Pomp and Circumstance

06 Feb 2009
Posted by Marisa
Marisa's picture

Today I had the pleasure of attending the ninth grade graduation ceremony. This ceremony is the reason we are all in school this week. For some reason they can't graduate at the actual end of the semester and have to come back in the middle of vacation to do it.

After talking to Miss Kim yesterday I thought we had four classes, and then the ceremony would be around 12. However, this morning it turned out that we had no classes (in fact the other grades didn't even come to school) and the ceremony was at 10:30.

So at the proper time we traipsed over to the gym/auditorium for the excitement. I believe ninth grade graduation here is a bigger deal than in the States because school is only mandatory in Korea up through ninth grade. After this the students will go to various high schools, or perhaps none. Some will go to a regular high school to prepare for college, while some will attend trade schools to prepare for life in the real world. This is why there is so much studying even in middle school, because your grades here determine what high school you get accepted to which determines where you go to college which determines how successful you'll be later in life. So unlike in America, where the rumor that a girl once told me that colleges looked at grades from middle school is false, here in Korea it couldn't be more true.

The ceremony didn't have all the pomp or ceremony of the high school graduations we're used to. Some students came in their uniforms, some came in regular street clothes, one boy wore a suit, but that's because he got a special award and gave a speech. There were seats for the students (all 316 of them) while the rest of us (parents, teachers, friends, relatives) milled around in the back. No one listened to the ceremony, there was various chit chat and poses for pictures. The best was the fantastic bouquets of flowers that everyone brought for the graduates. I've never seen anything over the top. They were mostly comprised of a few flowers (or sometimes none at all), voluminous amounts of netted fabric in various bright colors, and various doodads sticking out like candy, little people in witches hats, or giant feathery hearts. I amused myself for most of the ceremony by taking pictures of the best ones as sneakily as I could.

Bouquet 1

Other highlights included the music teacher conducting a recording whose music was set to a picture slide show of photographs of nature and at the end happy Korean kids (I realized later that he was conducting the audience, we were supposed to sing along, but since no one did, I thought he was just crazy. He came out again later and this time the music was projected onto the screen and I realized we were supposed the sing along. Finally, on the third song, some people joined in.) And outside the auditorium there was a man selling cotton candy.

Bouquet 3

The Koreans really are the best when it comes to making things fancy and over the top. Why have a bouquet of flowers unless it is wrapped in what looks like a balloon animal? In fact, who even needs the flowers when we have all this other great stuff? I make a jest about the bouquets, but in fact I'm a big fan and wouldn't mind taking home several for myself.

Flower Power

The flowers certainly look fun! Lots of color - maybe that is a reaction to the gray weather. And is vacation school finished now that graduation happened?


Hogwarts!

Every time I read about your school I feel like it is a fantasy world. You could write a book about it and people would be surprised that it was non-fiction.

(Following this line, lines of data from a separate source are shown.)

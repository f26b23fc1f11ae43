use clap::Args;
use cuesheet_pipeline::ConvertOptions;
use std::fs;
use std::path::PathBuf;

/// Conversion knobs shared by every subcommand. Flags override `--config` values.
#[derive(Args, Debug, Default)]
pub struct ConversionFlags {
    /// TOML file with conversion defaults.
    #[arg(long)]
    pub config: Option<PathBuf>,
    #[arg(long)]
    pub fps: Option<f64>,
    #[arg(long)]
    pub start_line: Option<i64>,
    /// Digits to round times to; -1 disables rounding.
    #[arg(long, allow_negative_numbers = true)]
    pub round: Option<i32>,
    #[arg(long)]
    pub times_as_string: bool,
    #[arg(long)]
    pub no_strip_text: bool,
    #[arg(long)]
    pub keep_empty_text: bool,
    #[arg(long)]
    pub encoding: Option<String>,
    /// auto, comma, semicolon, tab, pipe or a single character.
    #[arg(long)]
    pub delimiter: Option<String>,
    #[arg(long)]
    pub start_col: Option<String>,
    #[arg(long)]
    pub end_col: Option<String>,
    #[arg(long)]
    pub text_col: Option<String>,
    #[arg(long)]
    pub schema_version: Option<String>,
    #[arg(long)]
    pub no_merge_subtitles: bool,
    #[arg(long)]
    pub no_merge_disclaimer: bool,
    #[arg(long)]
    pub no_merge_disclaimer_02: bool,
    #[arg(long)]
    pub cast_metadata: bool,
    #[arg(long)]
    pub join_claim: bool,
    #[arg(long)]
    pub no_prefer_local: bool,
    #[arg(long)]
    pub test_mode: bool,
    #[arg(long)]
    pub claims_as_objects: bool,
    #[arg(long)]
    pub no_orientation: bool,
    #[arg(long)]
    pub country_variant_index: Option<usize>,
    #[arg(long)]
    pub no_logo_anim_overview: bool,
}

impl ConversionFlags {
    pub fn resolve(&self) -> Result<ConvertOptions, String> {
        let mut options = match &self.config {
            Some(path) => {
                let src = fs::read_to_string(path)
                    .map_err(|err| format!("read config {}: {err}", path.display()))?;
                ConvertOptions::from_toml(&src)?
            }
            None => ConvertOptions::default(),
        };

        if let Some(fps) = self.fps {
            if fps <= 0.0 {
                return Err(format!("--fps must be positive, got {fps}"));
            }
            options.fps = fps;
        }
        if let Some(start_line) = self.start_line {
            options.start_line_index = start_line;
        }
        if self.times_as_string {
            options.times_as_string = true;
        }
        if let Some(round) = self.round {
            options.set_round(round);
        }
        if self.no_strip_text {
            options.strip_text = false;
        }
        if self.keep_empty_text {
            options.skip_empty_text = false;
        }
        override_with(&mut options.encoding, &self.encoding);
        override_with(&mut options.delimiter, &self.delimiter);
        override_with(&mut options.schema_version, &self.schema_version);
        if self.start_col.is_some() {
            options.start_col = self.start_col.clone();
        }
        if self.end_col.is_some() {
            options.end_col = self.end_col.clone();
        }
        if self.text_col.is_some() {
            options.text_col = self.text_col.clone();
        }
        if self.no_merge_subtitles {
            options.merge_subtitles = false;
        }
        if self.no_merge_disclaimer {
            options.merge_disclaimer = false;
        }
        if self.no_merge_disclaimer_02 {
            options.merge_disclaimer_02 = false;
        }
        options.cast_metadata |= self.cast_metadata;
        options.join_claim |= self.join_claim;
        options.test_mode |= self.test_mode;
        options.claims_as_objects |= self.claims_as_objects;
        options.no_orientation |= self.no_orientation;
        if self.no_prefer_local {
            options.prefer_local = false;
        }
        if self.no_logo_anim_overview {
            options.logo_anim_overview = false;
        }
        if self.country_variant_index.is_some() {
            options.country_variant_index = self.country_variant_index;
        }
        Ok(options)
    }
}

fn override_with(slot: &mut String, value: &Option<String>) {
    if let Some(value) = value {
        *slot = value.clone();
    }
}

On a side note, I wish I could have a bouquet full of candy...I feel like I sort of missed out somehow - how did those bouquets not reach HK?


Vacation School?

To clear the air, what I was doing this last week was not really Vacation School. While it was a week of school in the middle of vacation, they were real days of school. They count towards the end number of whatever is necessary to make a full year (180 in America, here who know? 300 perhaps...). Vacation School is when we come in during actual vacation and have school for the lucky few. And now I'm on vacation, for real.